Titel: Untersuchung von Mannlochdichtungen.
Autor: Anonymus
Fundstelle: 1895, Band 297/Miszelle 4 (S. 72)
URL: http://dingler.culture.hu-berlin.de/article/pj297/mi297mi03_4

Untersuchung von Mannlochdichtungen.

In dem Laboratorium der Chemischen Centralversuchsstation in Wien wurden von F. Fuchs und F. Schiff Versuche mit einer Mannlochdichtungsmasse angestellt. Die an eine solche Dichtung zu stellenden Anforderungen sind im Wesentlichen die folgenden: Vor allem soll die Masse eine gewisse Elasticität besitzen und sich dadurch zwischen Kesselwölbung und Mannlochplatte so vollkommen anschmiegen, dass eine absolute Dampfdichtung erzielt wird; ferner muss sie frei sein von allen Substanzen, welche in der Hitze die Eisenbleche angreifen würden; endlich soll sie längere Zeit hindurch verwendbar sein, also nach Oeffnen des Mannlochdeckels weder zerfallen noch zu stark an die Kesselwand ankleben. Dem Versuche wurden zwei neue Packungsmassen, welche sich in einer grösseren Kesselanlage praktisch bewährt hatten, hinsichtlich ihrer Zusammensetzung und Structur näher unterworfen.

1) Das Product stellt einen weissen, biegsamen Cylinder dar, welcher 20 mm Durchmesser hat und sich talkartig anfühlt. Es besteht aus einer Reihe langgedrehter Fäden, welche seilartig verflochten sind und einander hinsichtlich ihrer Structur und Zusammensetzung vollkommen gleichen.

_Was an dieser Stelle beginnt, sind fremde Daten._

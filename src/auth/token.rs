// SPDX-License-Identifier: AGPL-3.0-or-later
//
// Copyright (C) 2026 Relational Network

//! Identity token issuance and verification.
//!
//! Tokens are HS256 JWTs carrying `sub` (student number), `iat` and `exp`.
//! They are stateless: nothing is stored server-side and there is no
//! revocation, so expiry is the only lifecycle bound.
//!
//! Verification is a pure function of `(token, secret, now)`. The library's
//! own clock check is disabled and `exp` is compared against the `now`
//! passed in, which keeps expiry deterministic under test.

use chrono::Utc;
use jsonwebtoken::{
    decode, decode_header, encode, Algorithm, DecodingKey, EncodingKey, Header, Validation,
};
use serde::{Deserialize, Serialize};

use super::AuthError;
use crate::models::StudentId;

/// Validity window of an issued token (24 hours).
pub const TOKEN_VALIDITY_SECS: i64 = 24 * 60 * 60;

/// The only accepted signing algorithm.
const SIGNING_ALGORITHM: Algorithm = Algorithm::HS256;

/// Claims carried by an identity token.
#[derive(Debug, Clone, PartialEq, Eq, Serialize, Deserialize)]
pub struct IdentityClaims {
    /// Student number
    pub sub: String,
    /// Issued at (Unix seconds)
    pub iat: i64,
    /// Expires at (Unix seconds)
    pub exp: i64,
}

impl IdentityClaims {
    pub fn subject(&self) -> StudentId {
        StudentId(self.sub.clone())
    }
}

/// A freshly signed token and its claims.
#[derive(Debug, Clone)]
pub struct IssuedToken {
    pub token: String,
    pub claims: IdentityClaims,
}

/// Signs and verifies identity tokens with the process-wide secret.
pub struct TokenService {
    encoding_key: EncodingKey,
    decoding_key: DecodingKey,
    validity_secs: i64,
}

impl TokenService {
    pub fn new(secret: &[u8]) -> Self {
        Self {
            encoding_key: EncodingKey::from_secret(secret),
            decoding_key: DecodingKey::from_secret(secret),
            validity_secs: TOKEN_VALIDITY_SECS,
        }
    }

    pub fn validity_secs(&self) -> i64 {
        self.validity_secs
    }

    /// Issue a token for `student` valid from now.
    pub fn issue(&self, student: &StudentId) -> Result<IssuedToken, AuthError> {
        self.issue_at(student, Utc::now().timestamp())
    }

    pub fn issue_at(&self, student: &StudentId, now: i64) -> Result<IssuedToken, AuthError> {
        let claims = IdentityClaims {
            sub: student.as_str().to_string(),
            iat: now,
            exp: now + self.validity_secs,
        };
        let token = encode(&Header::new(SIGNING_ALGORITHM), &claims, &self.encoding_key)
            .map_err(|e| AuthError::InternalError(format!("token signing failed: {e}")))?;
        Ok(IssuedToken { token, claims })
    }

    /// Verify a token against the current time.
    pub fn verify(&self, token: &str) -> Result<IdentityClaims, AuthError> {
        self.verify_at(token, Utc::now().timestamp())
    }

    /// Verify algorithm, signature and expiry of `token` at time `now`.
    pub fn verify_at(&self, token: &str, now: i64) -> Result<IdentityClaims, AuthError> {
        let header = decode_header(token).map_err(|_| AuthError::MalformedToken)?;
        if header.alg != SIGNING_ALGORITHM {
            return Err(AuthError::InvalidAlgorithm);
        }

        let mut validation = Validation::new(SIGNING_ALGORITHM);
        validation.validate_exp = false;
        validation.leeway = 0;

        let token_data = decode::<IdentityClaims>(token, &self.decoding_key, &validation)
            .map_err(|e| match e.kind() {
                jsonwebtoken::errors::ErrorKind::InvalidSignature => AuthError::InvalidSignature,
                jsonwebtoken::errors::ErrorKind::InvalidAlgorithm => AuthError::InvalidAlgorithm,
                jsonwebtoken::errors::ErrorKind::ExpiredSignature => AuthError::TokenExpired,
                _ => AuthError::MalformedToken,
            })?;

        let claims = token_data.claims;
        if claims.sub.trim().is_empty() {
            return Err(AuthError::MalformedToken);
        }
        // RFC 7519: the token must not be accepted on or after `exp`.
        if now >= claims.exp {
            return Err(AuthError::TokenExpired);
        }
        Ok(claims)
    }
}
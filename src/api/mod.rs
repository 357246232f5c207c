// SPDX-License-Identifier: AGPL-3.0-or-later
//
// Copyright (C) 2026 Relational Network

//! HTTP surface.
//!
//! Two versions are served side by side. `/api/v1` is the legacy surface:
//! every route is public and only logged. `/api/v2` puts tuition and admin
//! routes behind authentication, and the mutating student-facing routes
//! behind the daily limit as well.

use axum::{
    middleware::{from_fn, from_fn_with_state},
    routing::{get, post},
    Router,
};
use tower::ServiceBuilder;
use tower_http::{cors::CorsLayer, trace::TraceLayer};
use utoipa::OpenApi;
use utoipa_swagger_ui::SwaggerUi;

use crate::{
    auth::authenticate,
    middleware::{attach_context, enforce_daily_limit, log_request},
    models::{
        BatchUploadResponse, CredentialsRequest, PaymentResponse, SessionResponse,
        TransactionStatus, TuitionQueryResponse, UnpaidTuition,
    },
    state::AppState,
};

pub mod accounts;
pub mod admin;
pub mod health;
pub mod tuition;

pub fn router(state: AppState) -> Router {
    let logged = ServiceBuilder::new()
        .layer(from_fn_with_state(state.request_log.clone(), log_request))
        .layer(from_fn(attach_context));

    let v1_routes = Router::new()
        .route("/health", get(health::health))
        .route("/register", post(accounts::register))
        .route("/login", post(accounts::login))
        .route("/mobile/tuition", get(tuition::query_tuition))
        .route("/banking/tuition", get(tuition::query_tuition))
        .route("/admin/add-student", post(admin::add_student))
        .route("/admin/add-tuition", post(admin::add_tuition))
        .layer(logged.clone());

    let public = Router::new()
        .route("/health", get(health::health))
        .route("/register", post(accounts::register))
        .route("/login", post(accounts::login));

    let authenticated = Router::new()
        .route("/banking/tuition", get(tuition::query_tuition))
        .route("/admin/add-student", post(admin::add_student))
        .route("/admin/add-tuition", post(admin::add_tuition))
        .route("/admin/add-tuition-batch", post(admin::add_tuition_batch))
        .route("/admin/unpaid-status", get(admin::unpaid_status))
        .route("/admin/logs", get(admin::request_logs))
        .route_layer(from_fn_with_state(state.tokens.clone(), authenticate));

    let rate_limited = Router::new()
        .route("/mobile/tuition", get(tuition::query_tuition))
        .route("/banking/pay", post(tuition::pay_tuition))
        .route_layer(
            ServiceBuilder::new()
                .layer(from_fn_with_state(state.tokens.clone(), authenticate))
                .layer(from_fn_with_state(state.ledger.clone(), enforce_daily_limit)),
        );

    let v2_routes = public.merge(authenticated).merge(rate_limited).layer(logged);

    Router::new()
        .nest("/api/v1", v1_routes)
        .nest("/api/v2", v2_routes)
        .with_state(state)
        .merge(SwaggerUi::new("/docs").url("/api-doc/openapi.json", ApiDoc::openapi()))
        .layer(CorsLayer::permissive())
        .layer(TraceLayer::new_for_http())
}
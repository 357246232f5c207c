// SPDX-License-Identifier: AGPL-3.0-or-later
//
// Copyright (C) 2026 Relational Network

//! Tuition ledger operations: queries, settlement and provisioning.
//!
//! Every read-check-write sequence on an existing account runs under the
//! student's lock from [`StudentLocks`]. Unknown students are turned away
//! before a lock entry is created.

pub mod locks;
pub mod provisioning;
pub mod settlement;

use std::sync::Arc;

pub use locks::{StudentGuard, StudentLocks};
pub use provisioning::{parse_batch, BatchRow};
pub use settlement::{settle, SettlementOutcome};

use crate::error::{ServiceError, NOT_FOUND_MESSAGE};
use crate::models::{StudentId, TuitionQueryResponse, UnpaidTuition};
use crate::storage::LedgerStore;

/// Largest page the unpaid listing will return.
pub const MAX_PAGE_SIZE: usize = 1000;

pub struct TuitionService {
    ledger: Arc<dyn LedgerStore>,
    locks: StudentLocks,
}

impl TuitionService {
    pub fn new(ledger: Arc<dyn LedgerStore>) -> Self {
        Self {
            ledger,
            locks: StudentLocks::new(),
        }
    }

    /// Tuition and balance for `student` in `term`.
    ///
    /// When `caller` is set it must be `student`; a mismatch is reported
    /// exactly like a missing record and the ledger is not consulted.
    pub fn query(
        &self,
        caller: Option<&StudentId>,
        student: &StudentId,
        term: &str,
    ) -> Result<TuitionQueryResponse, ServiceError> {
        if caller.is_some_and(|caller| caller != student) {
            tracing::warn!(requested = %student, "tuition query for another student");
            return Err(ServiceError::Authorization);
        }
        let term = require_term(term)?;

        let not_found = || ServiceError::NotFound(NOT_FOUND_MESSAGE.to_string());
        let account = self.ledger.get_account(student)?.ok_or_else(not_found)?;
        let tuition = self.ledger.get_tuition(student, &term)?.ok_or_else(not_found)?;

        Ok(TuitionQueryResponse {
            student_no: account.student_no,
            term: tuition.term,
            tuition_total: tuition.total,
            balance: account.balance,
        })
    }

    /// Outstanding (student, term) pairs, one page at a time.
    pub fn unpaid(&self, limit: usize, offset: usize) -> Result<Vec<UnpaidTuition>, ServiceError> {
        Ok(self.ledger.list_unpaid(limit.min(MAX_PAGE_SIZE), offset)?)
    }
}

pub(crate) fn require_term(term: &str) -> Result<String, ServiceError> {
    let term = term.trim();
    if term.is_empty() {
        return Err(ServiceError::Validation("term is required".to_string()));
    }
    if term.chars().any(char::is_control) {
        return Err(ServiceError::Validation(
            "term must not contain control characters".to_string(),
        ));
    }
    Ok(term.to_string())
}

Die Analyse ergab folgende Zusammensetzung in der ursprünglich en Dichtungsmasse:

Fett 15 Proc.
Asche 42,5
Pflanzenfaser 42,5

Die nähere Untersuchung des Fettes zeigte, dass dasselbe aus einem Gemische von 25 Proc. Talg und 75 Proc. Stearinsäure besteht; die Asche erwies sich als reiner Asbest, an welchem man noch die langfaserige Structur erkennen konnte; endlich wurde die Pflanzenfaser auf Grund der mikroskopischen Prüfung als Baumwolle erkannt.

Hieraus ergibt sich, dass vorliegende Dichtungsmasse in folgender Weise erzeugt worden ist: Gleiche Theile Baumwolle und Asbestfasern werden gemeinsam versponnen, dieses Garn sodann durch ein geschmolzenes Gemisch von Stearinsäure und Talg (3: 1) gezogen und schliesslich zu einem Seil verflochten.

2) Das zweite Product ist von rother Farbe, hat einen Durchmesser von 25 mm und ist mit einem leicht abpressbaren Oele durchtränkt. Die Masse besteht aus mehreren concentrischen Schichten in folgender Art: Zwei weitmaschige, diagonal gestrickte Baumwollstrümpfe sind in einander geschoben und werden durch langfaserige, im Kreise herum stehende Asbeststränge getrennt; der innere Strumpf umschliesst ein Bündel gedrehter Hanffasern, welche in Talkpulver eingebettet sind. Die ganze Masse ist mit, 15proc. schwerem Cylinderöl eingefettet, dessen Farbe und Fluorescenz durch einen rothen, fettlöslichen Anilinfarbstoff verdeckt ist.